Start of Exercise data
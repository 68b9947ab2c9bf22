// yt-dlp backend - builds argument vectors, runs the tool and reads its output

use std::collections::VecDeque;
use std::path::{Path, PathBuf};
use std::process::Stdio;
use std::sync::Arc;

use async_trait::async_trait;
use serde::Deserialize;
use tokio::io::{AsyncBufReadExt, BufReader};
use tokio::process::Command;
use tracing::{debug, info, warn};

use crate::downloader::format_selector::{FormatSelector, RawVideoInfo};
use crate::downloader::models::{DownloadOptions, FormatsListing, NetworkConfig, SearchResult};
use crate::downloader::progress::{
    parse_tool_line, ToolLine, DOWNLOAD_PROGRESS_TEMPLATE, OUTPUT_FILE_TEMPLATE,
    POSTPROCESS_PROGRESS_TEMPLATE,
};
use crate::downloader::tools::{ToolLocator, ToolType};
use crate::downloader::traits::{MediaBackend, ProgressSink};
use crate::downloader::utils::{format_duration, get_proxy_args, get_timeout_args, run_output_with_timeout};
use crate::downloader::DownloadError;

pub const DEFAULT_USER_AGENT: &str = "Mozilla/5.0 (Windows NT 10.0; Win64; x64) AppleWebKit/537.36 (KHTML, like Gecko) Chrome/120.0.0.0 Safari/537.36";
pub const DEFAULT_EXTRACTOR_ARGS: &str = "youtube:player_client=android_vr,ios";

/// Search results are capped at this many entries
pub const MAX_SEARCH_RESULTS: usize = 25;

/// Stderr lines kept for the failure message
const STDERR_TAIL: usize = 50;

/// Pass-through options for every yt-dlp invocation
#[derive(Debug, Clone)]
pub struct YtDlpSettings {
    pub user_agent: String,
    /// `--extractor-args` value, None to leave yt-dlp's defaults
    pub extractor_args: Option<String>,
    pub network: NetworkConfig,
    /// Limit for formats and search calls
    pub metadata_timeout_secs: u64,
}

impl Default for YtDlpSettings {
    fn default() -> Self {
        Self {
            user_agent: DEFAULT_USER_AGENT.to_string(),
            extractor_args: Some(DEFAULT_EXTRACTOR_ARGS.to_string()),
            network: NetworkConfig::default(),
            metadata_timeout_secs: 60,
        }
    }
}

pub struct YtDlpBackend {
    tools: Arc<ToolLocator>,
    settings: YtDlpSettings,
}

impl YtDlpBackend {
    pub fn new(tools: Arc<ToolLocator>, settings: YtDlpSettings) -> Self {
        Self { tools, settings }
    }

    /// Flags shared by metadata and download calls
    fn common_args(&self) -> Vec<String> {
        let mut args = vec![
            "--no-warnings".to_string(),
            "--no-check-certificates".to_string(),
            "--user-agent".to_string(),
            self.settings.user_agent.clone(),
        ];
        if let Some(extractor_args) = &self.settings.extractor_args {
            args.push("--extractor-args".to_string());
            args.push(extractor_args.clone());
        }
        args.extend(get_proxy_args(&self.settings.network));
        args.extend(get_timeout_args(&self.settings.network));
        args
    }

    pub fn formats_args(&self, url: &str) -> Vec<String> {
        let mut args = vec![
            "--dump-json".to_string(),
            "--no-playlist".to_string(),
            "--skip-download".to_string(),
        ];
        args.extend(self.common_args());
        args.push(url.to_string());
        args
    }

    pub fn search_args(&self, query: &str, limit: usize) -> Vec<String> {
        let limit = limit.clamp(1, MAX_SEARCH_RESULTS);
        let mut args = vec![
            "--flat-playlist".to_string(),
            "--dump-single-json".to_string(),
        ];
        args.extend(self.common_args());
        args.push(format!("ytsearch{}:{}", limit, query));
        args
    }

    /// Everything needed to download `options` into its output dir.
    /// `ffmpeg` is passed through as `--ffmpeg-location` when known.
    pub fn download_args(&self, options: &DownloadOptions, ffmpeg: Option<&Path>) -> Vec<String> {
        let template = options
            .output_dir
            .join(format!("{}%(title)s.%(ext)s", options.file_prefix()));

        let mut args = vec![
            "-f".to_string(),
            FormatSelector::format_spec(options.mode, options.quality, options.format_id.as_deref()),
            "-o".to_string(),
            template.display().to_string(),
            "--no-playlist".to_string(),
            "--newline".to_string(),
            "--windows-filenames".to_string(),
            // --print implies --quiet; keep the progress lines coming
            "--progress".to_string(),
            "--progress-template".to_string(),
            DOWNLOAD_PROGRESS_TEMPLATE.to_string(),
            "--progress-template".to_string(),
            POSTPROCESS_PROGRESS_TEMPLATE.to_string(),
            "--print".to_string(),
            OUTPUT_FILE_TEMPLATE.to_string(),
        ];
        args.extend(FormatSelector::postprocess_args(options.mode, options.quality));
        if let Some(ffmpeg) = ffmpeg {
            args.push("--ffmpeg-location".to_string());
            args.push(ffmpeg.display().to_string());
        }
        args.extend(self.common_args());
        args.push(options.url.clone());
        args
    }

    /// Run a metadata call and hand back stdout, or the classified failure
    async fn run_metadata(&self, args: Vec<String>) -> Result<Vec<u8>, DownloadError> {
        let ytdlp = self.tools.locate_ytdlp().await?;
        let output = run_output_with_timeout(&ytdlp, args, self.settings.metadata_timeout_secs).await?;
        if !output.status.success() {
            return Err(DownloadError::from(
                String::from_utf8_lossy(&output.stderr).to_string(),
            ));
        }
        Ok(output.stdout)
    }

    /// ffmpeg is mandatory for merging and audio extraction, optional otherwise
    async fn transcoder_for(&self, options: &DownloadOptions) -> Result<Option<PathBuf>, DownloadError> {
        if options.mode.needs_transcoder() {
            return self.tools.locate_ffmpeg().await.map(Some);
        }
        match self.tools.find_installed(ToolType::Ffmpeg).await {
            Ok(found) => Ok(found.map(|(path, _)| path)),
            Err(e) => {
                warn!("[yt-dlp] {}", e);
                Ok(None)
            }
        }
    }
}

#[async_trait]
impl MediaBackend for YtDlpBackend {
    fn name(&self) -> &'static str {
        "yt-dlp"
    }

    async fn search(&self, query: &str, limit: usize) -> Result<Vec<SearchResult>, DownloadError> {
        info!("[yt-dlp] Searching: {}", query);
        let stdout = self.run_metadata(self.search_args(query, limit)).await?;
        parse_search(&stdout)
    }

    async fn get_formats(&self, url: &str) -> Result<FormatsListing, DownloadError> {
        info!("[yt-dlp] Fetching formats: {}", url);
        let stdout = self.run_metadata(self.formats_args(url)).await?;
        parse_formats(&stdout)
    }

    async fn download(
        &self,
        options: &DownloadOptions,
        progress: &dyn ProgressSink,
    ) -> Result<PathBuf, DownloadError> {
        let ytdlp = self.tools.locate_ytdlp().await?;
        let ffmpeg = self.transcoder_for(options).await?;
        let args = self.download_args(options, ffmpeg.as_deref());

        info!("[yt-dlp] Job {}: starting {}", options.job_id, options.url);
        debug!("[yt-dlp] args: {:?}", args);

        let mut child = Command::new(&ytdlp)
            .args(&args)
            .stdin(Stdio::null())
            .stdout(Stdio::piped())
            .stderr(Stdio::piped())
            .kill_on_drop(true)
            .spawn()
            .map_err(|e| DownloadError::ExecutionError(format!("Failed to start yt-dlp: {}", e)))?;

        let stdout = child
            .stdout
            .take()
            .ok_or_else(|| DownloadError::ExecutionError("Failed to capture stdout".to_string()))?;
        let stderr = child
            .stderr
            .take()
            .ok_or_else(|| DownloadError::ExecutionError("Failed to capture stderr".to_string()))?;

        // yt-dlp goes quiet under --print, which moves progress to stderr.
        // Both streams are read together so neither pipe fills up.
        let mut state = OutputState::default();
        let mut out = BufReader::new(stdout);
        let mut err = BufReader::new(stderr);
        let mut out_buf = Vec::new();
        let mut err_buf = Vec::new();
        let mut out_open = true;
        let mut err_open = true;
        while out_open || err_open {
            tokio::select! {
                read = out.read_until(b'\n', &mut out_buf), if out_open => {
                    match read {
                        Ok(0) => {
                            // unterminated tail left by a read the other branch cancelled
                            if !out_buf.is_empty() {
                                state.handle(&out_buf, false, progress);
                            }
                            out_open = false;
                        }
                        Ok(_) => state.handle(&out_buf, false, progress),
                        Err(e) => {
                            warn!("[yt-dlp] stdout read failed: {}", e);
                            out_open = false;
                        }
                    }
                    out_buf.clear();
                }
                read = err.read_until(b'\n', &mut err_buf), if err_open => {
                    match read {
                        Ok(0) => {
                            if !err_buf.is_empty() {
                                state.handle(&err_buf, true, progress);
                            }
                            err_open = false;
                        }
                        Ok(_) => state.handle(&err_buf, true, progress),
                        Err(e) => {
                            warn!("[yt-dlp] stderr read failed: {}", e);
                            err_open = false;
                        }
                    }
                    err_buf.clear();
                }
            }
        }

        let status = child.wait().await?;
        if !status.success() {
            warn!("[yt-dlp] Job {} exited with {}", options.job_id, status);
            return Err(DownloadError::from(state.stderr_tail()));
        }

        match state.output_file {
            Some(path) => Ok(path),
            None => find_output(&options.output_dir, &options.file_prefix())
                .await
                .ok_or(DownloadError::MissingOutput),
        }
    }
}

/// What the download loop has learned from the tool's output so far
#[derive(Default)]
struct OutputState {
    output_file: Option<PathBuf>,
    /// Last non-progress stderr lines, for the failure message
    tail: VecDeque<String>,
}

impl OutputState {
    fn handle(&mut self, raw: &[u8], from_stderr: bool, progress: &dyn ProgressSink) {
        let line = String::from_utf8_lossy(raw);
        match parse_tool_line(&line) {
            Some(ToolLine::Progress(update)) => progress.report(update),
            Some(ToolLine::OutputFile(path)) => {
                debug!("[yt-dlp] output: {}", path.display());
                self.output_file = Some(path);
            }
            None => {
                let line = line.trim_end();
                if line.is_empty() {
                    return;
                }
                if !from_stderr {
                    debug!("[yt-dlp] {}", line);
                    return;
                }
                debug!("[yt-dlp] stderr: {}", line);
                if self.tail.len() == STDERR_TAIL {
                    self.tail.pop_front();
                }
                self.tail.push_back(line.to_string());
            }
        }
    }

    fn stderr_tail(&self) -> String {
        self.tail.iter().map(String::as_str).collect::<Vec<_>>().join("\n")
    }
}

/// When the tool did not print the final path, take the newest finished
/// file carrying the job prefix.
pub async fn find_output(dir: &Path, prefix: &str) -> Option<PathBuf> {
    let mut entries = tokio::fs::read_dir(dir).await.ok()?;
    let mut best: Option<(std::time::SystemTime, PathBuf)> = None;
    while let Ok(Some(entry)) = entries.next_entry().await {
        let name = entry.file_name().to_string_lossy().into_owned();
        if !name.starts_with(prefix) || name.ends_with(".part") || name.ends_with(".ytdl") {
            continue;
        }
        let Ok(meta) = entry.metadata().await else {
            continue;
        };
        if !meta.is_file() {
            continue;
        }
        let modified = meta.modified().unwrap_or(std::time::UNIX_EPOCH);
        if best.as_ref().map_or(true, |(t, _)| modified >= *t) {
            best = Some((modified, entry.path()));
        }
    }
    best.map(|(_, path)| path)
}

/// `--dump-json` output -> listing
pub fn parse_formats(stdout: &[u8]) -> Result<FormatsListing, DownloadError> {
    // yt-dlp may pretty-print or emit several objects; the first one wins
    let info: RawVideoInfo = serde_json::Deserializer::from_slice(stdout)
        .into_iter::<RawVideoInfo>()
        .next()
        .ok_or_else(|| DownloadError::ParseError("yt-dlp returned no video info".to_string()))?
        .map_err(|e| DownloadError::ParseError(format!("Failed to parse video info: {}", e)))?;
    Ok(FormatSelector::build_listing(info))
}

#[derive(Debug, Deserialize)]
struct SearchPage {
    #[serde(default)]
    entries: Vec<SearchEntry>,
}

#[derive(Debug, Deserialize)]
struct SearchEntry {
    id: Option<String>,
    title: Option<String>,
    url: Option<String>,
    duration: Option<f64>,
    channel: Option<String>,
    uploader: Option<String>,
    thumbnail: Option<String>,
    #[serde(default)]
    thumbnails: Vec<Thumbnail>,
}

#[derive(Debug, Deserialize)]
struct Thumbnail {
    url: String,
}

/// `--flat-playlist --dump-single-json` output -> results
pub fn parse_search(stdout: &[u8]) -> Result<Vec<SearchResult>, DownloadError> {
    let page: SearchPage = serde_json::from_slice(stdout)
        .map_err(|e| DownloadError::ParseError(format!("Failed to parse search results: {}", e)))?;

    Ok(page
        .entries
        .into_iter()
        .filter_map(|entry| {
            let id = entry.id?;
            let url = entry
                .url
                .filter(|u| u.starts_with("http"))
                .unwrap_or_else(|| format!("https://www.youtube.com/watch?v={}", id));
            let thumbnail = entry
                .thumbnail
                .or_else(|| entry.thumbnails.into_iter().last().map(|t| t.url));
            Some(SearchResult {
                title: entry.title.unwrap_or_else(|| "Untitled".to_string()),
                thumbnail,
                channel: entry.channel.or(entry.uploader),
                duration: entry.duration.map(format_duration),
                url,
                id,
            })
        })
        .collect())
}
End of Exercise data
What is being asked » Exact duplication is required for the lines above, from the line that contains "let mut best: Option<(std::time::SystemTime, PathBuf)>" to the line that contains "output -> listing", inclusive; omit all others.

Answer box »
    let mut best: Option<(std::time::SystemTime, PathBuf)> = None;
    while let Ok(Some(entry)) = entries.next_entry().await {
        let name = entry.file_name().to_string_lossy().into_owned();
        if !name.starts_with(prefix) || name.ends_with(".part") || name.ends_with(".ytdl") {
            continue;
        }
        let Ok(meta) = entry.metadata().await else {
            continue;
        };
        if !meta.is_file() {
            continue;
        }
        let modified = meta.modified().unwrap_or(std::time::UNIX_EPOCH);
        if best.as_ref().map_or(true, |(t, _)| modified >= *t) {
            best = Some((modified, entry.path()));
        }
    }
    best.map(|(_, path)| path)
}

/// `--dump-json` output -> listing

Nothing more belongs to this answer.